- [REQUIREMENT]:
What lines of the data below hold "crates"? Show them.
▼
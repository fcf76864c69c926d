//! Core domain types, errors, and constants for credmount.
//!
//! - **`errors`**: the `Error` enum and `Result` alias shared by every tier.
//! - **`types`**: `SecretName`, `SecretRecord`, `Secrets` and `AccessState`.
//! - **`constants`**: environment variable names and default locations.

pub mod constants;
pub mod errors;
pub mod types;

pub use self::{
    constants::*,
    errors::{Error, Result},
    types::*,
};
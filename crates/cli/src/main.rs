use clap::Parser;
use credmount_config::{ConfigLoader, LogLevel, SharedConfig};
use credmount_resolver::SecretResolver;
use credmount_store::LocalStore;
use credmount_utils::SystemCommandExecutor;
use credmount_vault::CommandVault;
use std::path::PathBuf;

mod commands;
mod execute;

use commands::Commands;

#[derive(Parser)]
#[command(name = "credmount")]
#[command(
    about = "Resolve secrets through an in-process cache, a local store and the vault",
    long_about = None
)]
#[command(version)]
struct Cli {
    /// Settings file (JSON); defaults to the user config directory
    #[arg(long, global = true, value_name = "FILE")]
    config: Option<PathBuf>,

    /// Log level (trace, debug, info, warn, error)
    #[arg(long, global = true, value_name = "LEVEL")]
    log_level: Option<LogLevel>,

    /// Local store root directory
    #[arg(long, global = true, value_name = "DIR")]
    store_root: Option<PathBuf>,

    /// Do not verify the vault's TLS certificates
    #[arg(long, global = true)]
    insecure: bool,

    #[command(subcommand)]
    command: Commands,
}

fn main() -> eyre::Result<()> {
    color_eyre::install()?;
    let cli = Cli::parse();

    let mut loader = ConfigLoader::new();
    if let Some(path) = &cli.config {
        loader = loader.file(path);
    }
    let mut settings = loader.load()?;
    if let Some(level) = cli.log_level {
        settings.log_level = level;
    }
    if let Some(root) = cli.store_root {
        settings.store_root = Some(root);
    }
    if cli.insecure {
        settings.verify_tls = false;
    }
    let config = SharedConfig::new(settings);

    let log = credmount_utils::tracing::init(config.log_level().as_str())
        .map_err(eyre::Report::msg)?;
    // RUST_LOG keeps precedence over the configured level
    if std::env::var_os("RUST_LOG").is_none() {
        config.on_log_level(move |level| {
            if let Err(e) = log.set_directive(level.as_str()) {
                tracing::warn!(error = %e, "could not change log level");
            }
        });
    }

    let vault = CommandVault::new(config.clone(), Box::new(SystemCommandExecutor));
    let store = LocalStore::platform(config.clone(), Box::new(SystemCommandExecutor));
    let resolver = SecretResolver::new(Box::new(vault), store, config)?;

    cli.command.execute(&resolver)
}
▲
▼
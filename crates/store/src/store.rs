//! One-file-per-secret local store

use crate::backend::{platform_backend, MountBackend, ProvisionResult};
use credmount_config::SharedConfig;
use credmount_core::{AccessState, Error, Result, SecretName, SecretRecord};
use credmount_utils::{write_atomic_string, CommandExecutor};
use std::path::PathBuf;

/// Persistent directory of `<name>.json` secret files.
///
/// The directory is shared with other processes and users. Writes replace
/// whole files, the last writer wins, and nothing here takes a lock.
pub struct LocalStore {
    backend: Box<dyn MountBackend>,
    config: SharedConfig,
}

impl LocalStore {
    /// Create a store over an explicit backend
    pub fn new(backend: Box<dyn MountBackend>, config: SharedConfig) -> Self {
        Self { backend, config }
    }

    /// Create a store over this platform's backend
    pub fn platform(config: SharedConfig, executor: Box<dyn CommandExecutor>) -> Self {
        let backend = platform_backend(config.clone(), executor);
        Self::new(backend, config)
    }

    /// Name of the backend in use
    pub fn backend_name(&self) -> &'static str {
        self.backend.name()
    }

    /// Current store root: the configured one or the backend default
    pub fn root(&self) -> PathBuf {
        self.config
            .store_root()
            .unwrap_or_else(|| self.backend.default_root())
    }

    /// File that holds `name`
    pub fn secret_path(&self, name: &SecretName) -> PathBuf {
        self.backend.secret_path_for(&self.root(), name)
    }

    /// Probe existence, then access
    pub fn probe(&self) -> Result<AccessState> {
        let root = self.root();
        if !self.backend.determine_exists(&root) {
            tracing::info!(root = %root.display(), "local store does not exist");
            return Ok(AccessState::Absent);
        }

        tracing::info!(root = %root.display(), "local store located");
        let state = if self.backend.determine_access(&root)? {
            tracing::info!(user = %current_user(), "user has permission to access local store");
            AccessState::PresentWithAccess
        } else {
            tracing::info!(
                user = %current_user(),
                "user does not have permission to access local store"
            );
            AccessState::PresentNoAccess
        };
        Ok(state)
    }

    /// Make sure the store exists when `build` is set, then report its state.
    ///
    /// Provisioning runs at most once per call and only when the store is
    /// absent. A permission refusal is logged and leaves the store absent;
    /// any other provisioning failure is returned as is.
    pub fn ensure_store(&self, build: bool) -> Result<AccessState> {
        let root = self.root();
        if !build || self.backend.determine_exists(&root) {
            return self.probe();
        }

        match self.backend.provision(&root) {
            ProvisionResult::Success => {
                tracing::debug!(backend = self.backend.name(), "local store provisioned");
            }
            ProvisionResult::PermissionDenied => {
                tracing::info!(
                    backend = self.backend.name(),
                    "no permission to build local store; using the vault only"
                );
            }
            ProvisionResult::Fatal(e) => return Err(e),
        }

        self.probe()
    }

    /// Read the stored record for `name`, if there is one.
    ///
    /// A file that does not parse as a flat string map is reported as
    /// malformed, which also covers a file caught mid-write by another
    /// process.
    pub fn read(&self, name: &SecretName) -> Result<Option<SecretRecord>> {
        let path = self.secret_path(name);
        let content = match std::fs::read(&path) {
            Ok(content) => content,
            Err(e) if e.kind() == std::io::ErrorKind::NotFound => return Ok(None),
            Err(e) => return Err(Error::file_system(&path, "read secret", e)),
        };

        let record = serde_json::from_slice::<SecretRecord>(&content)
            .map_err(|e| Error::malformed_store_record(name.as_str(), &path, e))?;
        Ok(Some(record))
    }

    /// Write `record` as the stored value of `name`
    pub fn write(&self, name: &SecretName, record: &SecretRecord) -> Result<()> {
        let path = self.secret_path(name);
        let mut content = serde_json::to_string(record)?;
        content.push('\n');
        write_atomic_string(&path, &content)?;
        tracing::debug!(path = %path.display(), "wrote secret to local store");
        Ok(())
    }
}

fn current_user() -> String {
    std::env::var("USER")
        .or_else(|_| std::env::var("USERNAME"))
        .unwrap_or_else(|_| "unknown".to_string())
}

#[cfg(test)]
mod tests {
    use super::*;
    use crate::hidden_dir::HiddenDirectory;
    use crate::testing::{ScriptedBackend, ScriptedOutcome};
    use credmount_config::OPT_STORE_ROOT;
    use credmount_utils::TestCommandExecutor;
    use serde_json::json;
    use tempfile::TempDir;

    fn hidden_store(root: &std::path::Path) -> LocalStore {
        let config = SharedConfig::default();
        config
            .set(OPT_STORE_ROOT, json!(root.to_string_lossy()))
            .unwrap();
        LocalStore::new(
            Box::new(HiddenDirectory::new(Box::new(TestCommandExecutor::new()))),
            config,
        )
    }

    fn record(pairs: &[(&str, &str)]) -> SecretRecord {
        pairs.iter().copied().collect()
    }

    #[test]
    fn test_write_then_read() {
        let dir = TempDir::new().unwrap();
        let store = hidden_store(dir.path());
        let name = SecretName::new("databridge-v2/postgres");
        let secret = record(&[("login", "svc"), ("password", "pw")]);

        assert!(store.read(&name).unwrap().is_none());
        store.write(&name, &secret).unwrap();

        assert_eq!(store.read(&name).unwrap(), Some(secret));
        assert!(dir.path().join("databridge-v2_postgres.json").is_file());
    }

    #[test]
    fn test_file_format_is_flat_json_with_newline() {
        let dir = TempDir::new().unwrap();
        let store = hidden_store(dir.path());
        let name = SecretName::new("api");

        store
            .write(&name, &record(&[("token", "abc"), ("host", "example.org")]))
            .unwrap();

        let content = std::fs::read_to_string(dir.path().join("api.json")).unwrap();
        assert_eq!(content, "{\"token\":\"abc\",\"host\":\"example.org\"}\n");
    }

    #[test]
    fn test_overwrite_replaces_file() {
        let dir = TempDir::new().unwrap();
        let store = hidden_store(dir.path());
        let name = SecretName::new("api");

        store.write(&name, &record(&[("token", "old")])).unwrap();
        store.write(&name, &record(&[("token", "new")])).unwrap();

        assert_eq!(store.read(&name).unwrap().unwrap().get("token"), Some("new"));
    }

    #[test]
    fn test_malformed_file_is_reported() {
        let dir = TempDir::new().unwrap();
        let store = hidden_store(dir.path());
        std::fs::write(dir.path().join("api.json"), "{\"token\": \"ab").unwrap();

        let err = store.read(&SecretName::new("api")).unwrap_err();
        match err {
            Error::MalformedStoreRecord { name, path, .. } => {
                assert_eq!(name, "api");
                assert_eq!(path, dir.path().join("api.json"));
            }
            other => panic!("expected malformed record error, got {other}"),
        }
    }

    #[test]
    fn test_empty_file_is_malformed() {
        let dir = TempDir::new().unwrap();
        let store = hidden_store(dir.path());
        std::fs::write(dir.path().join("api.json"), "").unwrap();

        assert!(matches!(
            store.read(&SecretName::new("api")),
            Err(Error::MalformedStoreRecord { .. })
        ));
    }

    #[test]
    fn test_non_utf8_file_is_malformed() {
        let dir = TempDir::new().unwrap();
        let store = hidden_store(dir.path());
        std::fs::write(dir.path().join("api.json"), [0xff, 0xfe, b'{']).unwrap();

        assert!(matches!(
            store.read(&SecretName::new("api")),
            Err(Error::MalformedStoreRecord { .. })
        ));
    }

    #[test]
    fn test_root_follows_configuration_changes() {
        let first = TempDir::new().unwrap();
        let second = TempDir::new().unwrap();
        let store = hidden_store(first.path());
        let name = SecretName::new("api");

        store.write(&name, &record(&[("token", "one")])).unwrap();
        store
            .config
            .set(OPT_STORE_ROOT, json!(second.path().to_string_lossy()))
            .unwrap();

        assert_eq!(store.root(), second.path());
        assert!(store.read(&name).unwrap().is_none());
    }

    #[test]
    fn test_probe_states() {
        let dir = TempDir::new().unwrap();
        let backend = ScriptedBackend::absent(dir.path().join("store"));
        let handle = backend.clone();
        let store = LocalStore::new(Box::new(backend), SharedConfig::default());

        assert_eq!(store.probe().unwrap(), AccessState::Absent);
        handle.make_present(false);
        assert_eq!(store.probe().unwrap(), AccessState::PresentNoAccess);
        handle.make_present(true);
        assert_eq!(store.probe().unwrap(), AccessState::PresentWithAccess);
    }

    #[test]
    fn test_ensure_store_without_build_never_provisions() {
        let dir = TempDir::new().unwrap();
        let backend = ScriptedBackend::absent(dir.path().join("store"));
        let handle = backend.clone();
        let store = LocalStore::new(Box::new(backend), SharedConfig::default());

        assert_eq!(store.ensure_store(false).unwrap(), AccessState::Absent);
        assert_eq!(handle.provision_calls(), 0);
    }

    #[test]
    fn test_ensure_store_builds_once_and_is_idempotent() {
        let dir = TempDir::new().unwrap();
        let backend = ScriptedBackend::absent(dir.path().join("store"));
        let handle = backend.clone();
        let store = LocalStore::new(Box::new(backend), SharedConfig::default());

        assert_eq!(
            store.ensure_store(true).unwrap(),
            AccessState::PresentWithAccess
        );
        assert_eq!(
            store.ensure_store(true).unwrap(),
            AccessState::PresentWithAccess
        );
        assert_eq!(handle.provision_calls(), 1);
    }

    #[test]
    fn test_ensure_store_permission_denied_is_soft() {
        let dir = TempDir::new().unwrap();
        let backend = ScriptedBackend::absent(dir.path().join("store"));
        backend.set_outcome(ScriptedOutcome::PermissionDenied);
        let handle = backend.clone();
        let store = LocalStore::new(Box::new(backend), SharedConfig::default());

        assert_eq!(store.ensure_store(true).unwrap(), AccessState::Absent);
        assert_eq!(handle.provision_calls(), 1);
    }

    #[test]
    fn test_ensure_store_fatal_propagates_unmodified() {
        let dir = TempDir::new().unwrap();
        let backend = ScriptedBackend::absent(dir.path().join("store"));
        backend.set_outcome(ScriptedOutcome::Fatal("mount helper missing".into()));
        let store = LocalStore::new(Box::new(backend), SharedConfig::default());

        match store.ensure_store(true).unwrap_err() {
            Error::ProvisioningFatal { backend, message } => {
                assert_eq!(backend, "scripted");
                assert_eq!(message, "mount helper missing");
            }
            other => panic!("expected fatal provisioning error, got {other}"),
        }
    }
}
▲
▼
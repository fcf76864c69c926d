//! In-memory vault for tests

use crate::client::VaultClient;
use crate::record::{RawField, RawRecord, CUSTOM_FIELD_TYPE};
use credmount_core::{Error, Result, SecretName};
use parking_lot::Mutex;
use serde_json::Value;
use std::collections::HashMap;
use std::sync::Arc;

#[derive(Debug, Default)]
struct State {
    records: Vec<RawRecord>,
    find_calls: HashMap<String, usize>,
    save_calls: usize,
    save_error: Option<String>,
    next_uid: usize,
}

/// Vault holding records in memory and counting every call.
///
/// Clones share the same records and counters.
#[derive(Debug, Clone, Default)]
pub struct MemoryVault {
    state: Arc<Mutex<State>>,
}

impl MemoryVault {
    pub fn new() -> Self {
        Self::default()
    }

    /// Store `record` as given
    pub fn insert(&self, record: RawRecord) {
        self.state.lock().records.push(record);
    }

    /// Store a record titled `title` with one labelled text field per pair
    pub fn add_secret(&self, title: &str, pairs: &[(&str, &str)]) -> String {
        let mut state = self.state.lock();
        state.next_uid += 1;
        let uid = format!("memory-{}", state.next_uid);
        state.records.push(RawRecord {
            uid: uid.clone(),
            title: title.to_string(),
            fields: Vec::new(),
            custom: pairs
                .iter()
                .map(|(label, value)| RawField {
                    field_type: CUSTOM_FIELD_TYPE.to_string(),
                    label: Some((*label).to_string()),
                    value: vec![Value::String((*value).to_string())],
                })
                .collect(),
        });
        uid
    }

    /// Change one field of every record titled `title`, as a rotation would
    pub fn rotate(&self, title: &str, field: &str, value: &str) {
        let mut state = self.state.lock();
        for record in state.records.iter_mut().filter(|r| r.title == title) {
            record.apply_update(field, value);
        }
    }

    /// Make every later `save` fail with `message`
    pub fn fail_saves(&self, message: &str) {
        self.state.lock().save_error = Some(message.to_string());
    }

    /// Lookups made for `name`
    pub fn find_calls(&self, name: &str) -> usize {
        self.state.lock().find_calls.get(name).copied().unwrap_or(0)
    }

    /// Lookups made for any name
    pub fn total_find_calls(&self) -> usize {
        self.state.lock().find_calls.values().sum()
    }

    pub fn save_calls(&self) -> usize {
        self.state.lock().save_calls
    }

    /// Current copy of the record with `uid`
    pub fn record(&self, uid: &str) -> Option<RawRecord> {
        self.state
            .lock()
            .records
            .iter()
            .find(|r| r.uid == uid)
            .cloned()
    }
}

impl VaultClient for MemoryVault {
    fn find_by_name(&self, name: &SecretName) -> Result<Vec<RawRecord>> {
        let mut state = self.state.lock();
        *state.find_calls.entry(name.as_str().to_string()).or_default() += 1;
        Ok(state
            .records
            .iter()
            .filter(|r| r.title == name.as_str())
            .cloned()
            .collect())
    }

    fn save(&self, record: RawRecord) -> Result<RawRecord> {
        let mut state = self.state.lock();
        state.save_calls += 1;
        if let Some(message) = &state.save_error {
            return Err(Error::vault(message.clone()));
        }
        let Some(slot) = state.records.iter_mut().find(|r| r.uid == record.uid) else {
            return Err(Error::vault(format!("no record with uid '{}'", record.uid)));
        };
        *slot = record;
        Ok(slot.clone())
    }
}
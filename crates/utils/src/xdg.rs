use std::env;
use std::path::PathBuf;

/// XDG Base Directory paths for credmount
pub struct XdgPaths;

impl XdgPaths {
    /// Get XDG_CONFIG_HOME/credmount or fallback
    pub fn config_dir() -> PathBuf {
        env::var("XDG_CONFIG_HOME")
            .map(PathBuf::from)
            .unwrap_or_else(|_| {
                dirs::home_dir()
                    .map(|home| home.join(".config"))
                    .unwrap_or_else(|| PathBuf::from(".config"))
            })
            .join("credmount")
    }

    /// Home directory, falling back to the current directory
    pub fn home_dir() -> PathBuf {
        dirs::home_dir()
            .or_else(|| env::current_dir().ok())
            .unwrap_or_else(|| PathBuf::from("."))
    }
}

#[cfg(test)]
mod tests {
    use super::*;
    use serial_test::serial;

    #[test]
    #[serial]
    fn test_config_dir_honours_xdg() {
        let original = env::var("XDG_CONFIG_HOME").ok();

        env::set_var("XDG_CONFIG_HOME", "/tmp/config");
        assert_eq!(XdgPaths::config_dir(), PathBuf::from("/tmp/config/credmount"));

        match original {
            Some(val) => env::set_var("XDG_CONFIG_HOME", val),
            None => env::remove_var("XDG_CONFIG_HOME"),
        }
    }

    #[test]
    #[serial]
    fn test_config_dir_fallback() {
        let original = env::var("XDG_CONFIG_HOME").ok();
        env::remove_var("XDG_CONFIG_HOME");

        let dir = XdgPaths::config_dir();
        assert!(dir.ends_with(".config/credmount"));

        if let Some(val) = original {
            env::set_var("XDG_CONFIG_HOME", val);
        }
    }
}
▲
- [WRITTEN RESPONSE]:
filename crates/cli/src/main.rs
filename crates/store/src/store.rs
filename crates/utils/src/xdg.rs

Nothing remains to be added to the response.